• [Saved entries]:
%%

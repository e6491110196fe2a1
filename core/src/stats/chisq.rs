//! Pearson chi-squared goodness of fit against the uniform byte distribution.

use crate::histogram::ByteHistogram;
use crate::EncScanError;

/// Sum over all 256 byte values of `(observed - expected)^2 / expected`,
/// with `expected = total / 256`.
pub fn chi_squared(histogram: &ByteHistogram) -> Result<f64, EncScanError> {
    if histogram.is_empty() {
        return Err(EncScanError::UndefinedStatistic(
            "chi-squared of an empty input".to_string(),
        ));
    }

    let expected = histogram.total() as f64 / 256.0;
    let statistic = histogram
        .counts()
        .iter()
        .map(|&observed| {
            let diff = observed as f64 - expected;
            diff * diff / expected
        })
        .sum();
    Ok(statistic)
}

%%
%%

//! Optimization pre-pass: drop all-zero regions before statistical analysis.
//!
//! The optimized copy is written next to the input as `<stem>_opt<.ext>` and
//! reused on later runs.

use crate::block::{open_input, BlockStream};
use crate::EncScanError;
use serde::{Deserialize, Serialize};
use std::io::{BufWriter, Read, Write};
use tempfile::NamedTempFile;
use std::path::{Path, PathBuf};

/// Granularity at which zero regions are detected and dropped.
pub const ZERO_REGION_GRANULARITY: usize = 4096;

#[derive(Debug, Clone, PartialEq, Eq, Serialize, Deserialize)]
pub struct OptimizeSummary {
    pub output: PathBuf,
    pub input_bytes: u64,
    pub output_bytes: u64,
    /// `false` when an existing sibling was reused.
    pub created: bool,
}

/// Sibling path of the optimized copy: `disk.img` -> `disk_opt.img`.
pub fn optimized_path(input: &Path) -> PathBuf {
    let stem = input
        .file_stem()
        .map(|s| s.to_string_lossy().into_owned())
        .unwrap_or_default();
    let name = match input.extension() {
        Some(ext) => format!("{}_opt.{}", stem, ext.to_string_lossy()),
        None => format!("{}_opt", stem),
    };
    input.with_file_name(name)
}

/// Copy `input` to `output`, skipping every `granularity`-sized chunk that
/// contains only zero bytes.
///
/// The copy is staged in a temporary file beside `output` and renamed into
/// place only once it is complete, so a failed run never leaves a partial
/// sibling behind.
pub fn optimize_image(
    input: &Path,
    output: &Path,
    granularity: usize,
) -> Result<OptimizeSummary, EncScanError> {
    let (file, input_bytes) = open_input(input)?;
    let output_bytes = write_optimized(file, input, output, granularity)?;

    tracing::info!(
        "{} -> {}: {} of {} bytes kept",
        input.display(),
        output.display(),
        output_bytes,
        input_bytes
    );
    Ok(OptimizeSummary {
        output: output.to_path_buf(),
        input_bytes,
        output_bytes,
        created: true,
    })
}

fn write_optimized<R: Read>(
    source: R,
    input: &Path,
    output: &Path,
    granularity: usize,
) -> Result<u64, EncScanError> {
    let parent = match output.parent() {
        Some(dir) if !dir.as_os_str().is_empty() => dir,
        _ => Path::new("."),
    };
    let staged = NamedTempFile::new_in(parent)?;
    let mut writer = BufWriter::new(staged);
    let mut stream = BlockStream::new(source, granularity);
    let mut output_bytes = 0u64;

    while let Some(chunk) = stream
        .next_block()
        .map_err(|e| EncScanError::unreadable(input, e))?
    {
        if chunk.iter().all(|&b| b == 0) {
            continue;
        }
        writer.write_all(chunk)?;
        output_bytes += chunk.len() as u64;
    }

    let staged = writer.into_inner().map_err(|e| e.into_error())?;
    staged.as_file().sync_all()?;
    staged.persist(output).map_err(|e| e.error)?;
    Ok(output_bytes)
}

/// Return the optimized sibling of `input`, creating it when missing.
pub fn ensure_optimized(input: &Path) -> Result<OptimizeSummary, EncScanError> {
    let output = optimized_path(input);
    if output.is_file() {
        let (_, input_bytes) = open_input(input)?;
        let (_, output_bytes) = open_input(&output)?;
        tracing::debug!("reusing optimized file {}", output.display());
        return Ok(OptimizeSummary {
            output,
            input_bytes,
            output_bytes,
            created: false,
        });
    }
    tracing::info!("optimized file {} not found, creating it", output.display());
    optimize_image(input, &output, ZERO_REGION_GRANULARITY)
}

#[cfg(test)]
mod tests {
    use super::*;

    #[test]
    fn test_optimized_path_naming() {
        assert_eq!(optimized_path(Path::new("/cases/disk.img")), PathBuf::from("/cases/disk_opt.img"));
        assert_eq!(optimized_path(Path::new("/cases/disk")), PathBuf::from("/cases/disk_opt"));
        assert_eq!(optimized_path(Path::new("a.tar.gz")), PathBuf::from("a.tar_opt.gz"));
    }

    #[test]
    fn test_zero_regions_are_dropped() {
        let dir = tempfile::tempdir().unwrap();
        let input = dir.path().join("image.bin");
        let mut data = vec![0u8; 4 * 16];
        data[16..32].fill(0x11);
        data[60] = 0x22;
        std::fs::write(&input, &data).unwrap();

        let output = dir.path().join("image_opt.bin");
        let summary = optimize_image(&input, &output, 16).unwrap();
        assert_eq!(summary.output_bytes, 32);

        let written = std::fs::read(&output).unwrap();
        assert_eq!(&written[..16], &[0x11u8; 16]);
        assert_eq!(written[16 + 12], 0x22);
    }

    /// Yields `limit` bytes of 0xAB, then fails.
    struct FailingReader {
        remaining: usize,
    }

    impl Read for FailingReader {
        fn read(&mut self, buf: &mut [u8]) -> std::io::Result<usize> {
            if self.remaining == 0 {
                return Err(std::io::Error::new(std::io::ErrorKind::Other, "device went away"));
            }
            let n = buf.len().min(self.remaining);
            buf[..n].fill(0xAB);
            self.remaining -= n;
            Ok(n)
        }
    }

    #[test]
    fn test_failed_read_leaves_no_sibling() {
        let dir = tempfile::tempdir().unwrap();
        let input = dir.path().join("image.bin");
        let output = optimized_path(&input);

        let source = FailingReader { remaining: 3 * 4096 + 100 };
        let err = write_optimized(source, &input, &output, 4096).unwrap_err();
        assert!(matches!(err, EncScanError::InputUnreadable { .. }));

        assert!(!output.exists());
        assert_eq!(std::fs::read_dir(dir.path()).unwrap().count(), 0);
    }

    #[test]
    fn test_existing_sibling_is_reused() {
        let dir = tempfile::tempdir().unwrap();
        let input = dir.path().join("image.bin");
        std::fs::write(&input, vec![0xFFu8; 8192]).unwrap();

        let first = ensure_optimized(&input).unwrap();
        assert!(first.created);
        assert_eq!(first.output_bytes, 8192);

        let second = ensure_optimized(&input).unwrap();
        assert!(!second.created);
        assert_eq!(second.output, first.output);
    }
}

%%

• [WORK ITEM]: From the records above, give again exactly the lines running from the line with "repository e6491110196fe2a1" to the line with "Sum over all", inclusive.

• [WRITTEN ANSWER]:
repository e6491110196fe2a1
filename core/src/stats/chisq.rs
//! Pearson chi-squared goodness of fit against the uniform byte distribution.

use crate::histogram::ByteHistogram;
use crate::EncScanError;

/// Sum over all 256 byte values of `(observed - expected)^2 / expected`,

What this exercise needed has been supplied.